I was in a relationship with your commitment to knowing and you, with what you called the truth without quotation marks. We went on this way. I was part of the truth. Which part, I asked. Only now am I beginning to understand. Contrary to what you believe, beginnings belong to the future and conclusions can only be reached in the past, which is where I am now, in this back and forth.

I’m trying too hard to locate the beginning of our end and think that things began to shift the night I caught my Dutch roommate playfully practicing self-suffocation in the living room. He had been discussing the Israel Palestine question with his expat friends, and had come to the conclusion that Zionism was entirely justifiable: there are arguments for it.

I felt jealous, resentful of your neutrality. Proving anything to anyone amounted to proving nothing at all. What you called common sense was only common inasmuch as it was widely distributed. Everyone wanted a piece of you: the fascist the zionists the racist the leftist the anarchist the nationalists, the cheaters and those who were cheated on. No one was wrong and everyone was right. There were two sides to every story, each faction claiming a share of your truth. You didn’t mind. You put on weight, settling comfortably into the underlying arrangements of a system you had devised to serve your autonomy at the expense of everyone else’s dependence.

I became dependent, relying on you to shield me from erratic behavior and other expressions of loss of control, the way my mother banged her black stiletto against the bedroom door, yelling, “Let me in!” She was a terrifying victim. If I could argue she was wrong then I must have been right. I grew addicted to your articulations. Each action had to have a reason or justification.

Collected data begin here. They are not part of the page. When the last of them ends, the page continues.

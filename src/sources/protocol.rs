//! Huobi market WebSocket frames.
//!
//! Server frames arrive gzip-compressed as binary messages. Client frames are
//! plain JSON text.

use crate::error::{AppError, Result};
use crate::types::Candle;
use flate2::read::GzDecoder;
use serde::{Deserialize, Serialize};
use std::io::Read;
use tokio_tungstenite::tungstenite::Message;

/// Frames sent by the client.
#[derive(Debug, Clone, PartialEq, Serialize)]
#[serde(untagged)]
pub enum OutboundFrame {
    Subscribe { sub: String, id: String },
    Unsubscribe { unsub: String, id: String },
    Pong { pong: u64 },
}

impl OutboundFrame {
    pub fn encode(&self) -> Result<String> {
        Ok(serde_json::to_string(self)?)
    }

    /// Channel named by a subscribe or unsubscribe frame.
    pub fn channel(&self) -> Option<&str> {
        match self {
            OutboundFrame::Subscribe { sub, .. } => Some(sub),
            OutboundFrame::Unsubscribe { unsub, .. } => Some(unsub),
            OutboundFrame::Pong { .. } => None,
        }
    }
}

/// A kline update routed by its channel.
#[derive(Debug, Clone, PartialEq)]
pub struct KlineUpdate {
    pub channel: String,
    pub symbol: String,
    pub period: String,
    pub candle: Candle,
}

/// Decoded server frames.
#[derive(Debug, Clone, PartialEq)]
pub enum InboundFrame {
    /// Server liveness check; must be answered with the same timestamp.
    Ping(u64),
    Kline(KlineUpdate),
    SubAck { id: Option<String>, channel: String },
    Error {
        id: Option<String>,
        code: String,
        message: String,
    },
    /// Well-formed but of no interest (unsub acks, other data channels).
    Other,
}

#[derive(Debug, Deserialize)]
struct RawFrame {
    ping: Option<u64>,
    ch: Option<String>,
    tick: Option<serde_json::Value>,
    id: Option<serde_json::Value>,
    status: Option<String>,
    subbed: Option<String>,
    #[serde(rename = "err-code")]
    err_code: Option<String>,
    #[serde(rename = "err-msg")]
    err_msg: Option<String>,
}

#[derive(Debug, Deserialize)]
struct RawTick {
    id: i64,
    open: f64,
    high: f64,
    low: f64,
    close: f64,
    #[serde(default)]
    vol: f64,
}

/// `market.{symbol}.kline.{period}`
pub fn kline_channel(symbol: &str, period: &str) -> String {
    format!("market.{}.kline.{}", symbol.to_lowercase(), period)
}

/// Split a kline channel into `(symbol, period)`.
pub fn parse_kline_channel(channel: &str) -> Option<(&str, &str)> {
    let mut parts = channel.split('.');
    match (parts.next(), parts.next(), parts.next(), parts.next(), parts.next()) {
        (Some("market"), Some(symbol), Some("kline"), Some(period), None)
            if !symbol.is_empty() && !period.is_empty() =>
        {
            Some((symbol, period))
        }
        _ => None,
    }
}

/// Whether an exchange error reports request throttling.
pub fn is_rate_limit(code: &str, message: &str) -> bool {
    let text = format!("{} {}", code, message).to_lowercase();
    text.contains("limit") || text.contains("too-many") || text.contains("too many")
}

/// Gunzip a binary payload.
pub fn decompress(payload: &[u8]) -> Result<String> {
    let mut decoder = GzDecoder::new(payload);
    let mut text = String::new();
    decoder
        .read_to_string(&mut text)
        .map_err(|e| AppError::Protocol(format!("gzip decode failed: {}", e)))?;
    Ok(text)
}

/// Decode a WebSocket message. `Ok(None)` for control messages.
pub fn decode_message(message: &Message) -> Result<Option<InboundFrame>> {
    match message {
        Message::Binary(bytes) => decode_text(&decompress(bytes)?).map(Some),
        Message::Text(text) => decode_text(text).map(Some),
        _ => Ok(None),
    }
}

/// Decode a JSON frame.
pub fn decode_text(text: &str) -> Result<InboundFrame> {
    let raw: RawFrame = serde_json::from_str(text)
        .map_err(|e| AppError::Protocol(format!("invalid frame: {}", e)))?;

    if let Some(ts) = raw.ping {
        return Ok(InboundFrame::Ping(ts));
    }

    let id = raw.id.as_ref().and_then(id_string);

    if raw.status.as_deref() == Some("error") {
        return Ok(InboundFrame::Error {
            id,
            code: raw.err_code.unwrap_or_default(),
            message: raw.err_msg.unwrap_or_default(),
        });
    }

    if let Some(channel) = raw.subbed {
        return Ok(InboundFrame::SubAck { id, channel });
    }

    match (raw.ch, raw.tick) {
        (Some(channel), Some(tick)) => {
            let Some((symbol, period)) = parse_kline_channel(&channel) else {
                return Ok(InboundFrame::Other);
            };
            let tick: RawTick = serde_json::from_value(tick)
                .map_err(|e| AppError::Protocol(format!("invalid tick on {}: {}", channel, e)))?;
            let candle = Candle::new(tick.id, tick.open, tick.high, tick.low, tick.close, tick.vol);
            if !candle_is_sane(&candle) {
                return Err(AppError::Protocol(format!(
                    "implausible candle on {}: {:?}",
                    channel, candle
                )));
            }
            Ok(InboundFrame::Kline(KlineUpdate {
                symbol: symbol.to_string(),
                period: period.to_string(),
                channel,
                candle,
            }))
        }
        (Some(channel), None) => Err(AppError::Protocol(format!(
            "data frame without tick on {}",
            channel
        ))),
        _ => Ok(InboundFrame::Other),
    }
}

fn id_string(value: &serde_json::Value) -> Option<String> {
    match value {
        serde_json::Value::String(s) => Some(s.clone()),
        serde_json::Value::Number(n) => Some(n.to_string()),
        _ => None,
    }
}

fn candle_is_sane(candle: &Candle) -> bool {
    let values = [candle.open, candle.high, candle.low, candle.close, candle.volume];
    values.iter().all(|v| v.is_finite())
        && candle.volume >= 0.0
        && candle.low <= candle.high
        && candle.low > 0.0
}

How much hurt and deception fueled the election of a fascist, how much self-hate lied behind the blind embrace of patriarchy? I began psychologizing you, crafting narratives bent on humanizing the abject, stories inclusive of our deepest ideological rifts. What could be said could be understood, and what could be understood could be defeated. I stayed calm. I failed systematically. My mother was right: It was almost always night.

When my roommate received a letter from Mike Pence, I picked it up and left it on the kitchen table. I began withholding sex. The distance between us grew thicker. You went for morning runs that stretched into the evening. I won’t list everything you did wrong: what’s the point? You’ll have your reasons and I’ll have mine, and you’ll say that we’re both entitled to our point of view. To be honest, you’re just bad at being god.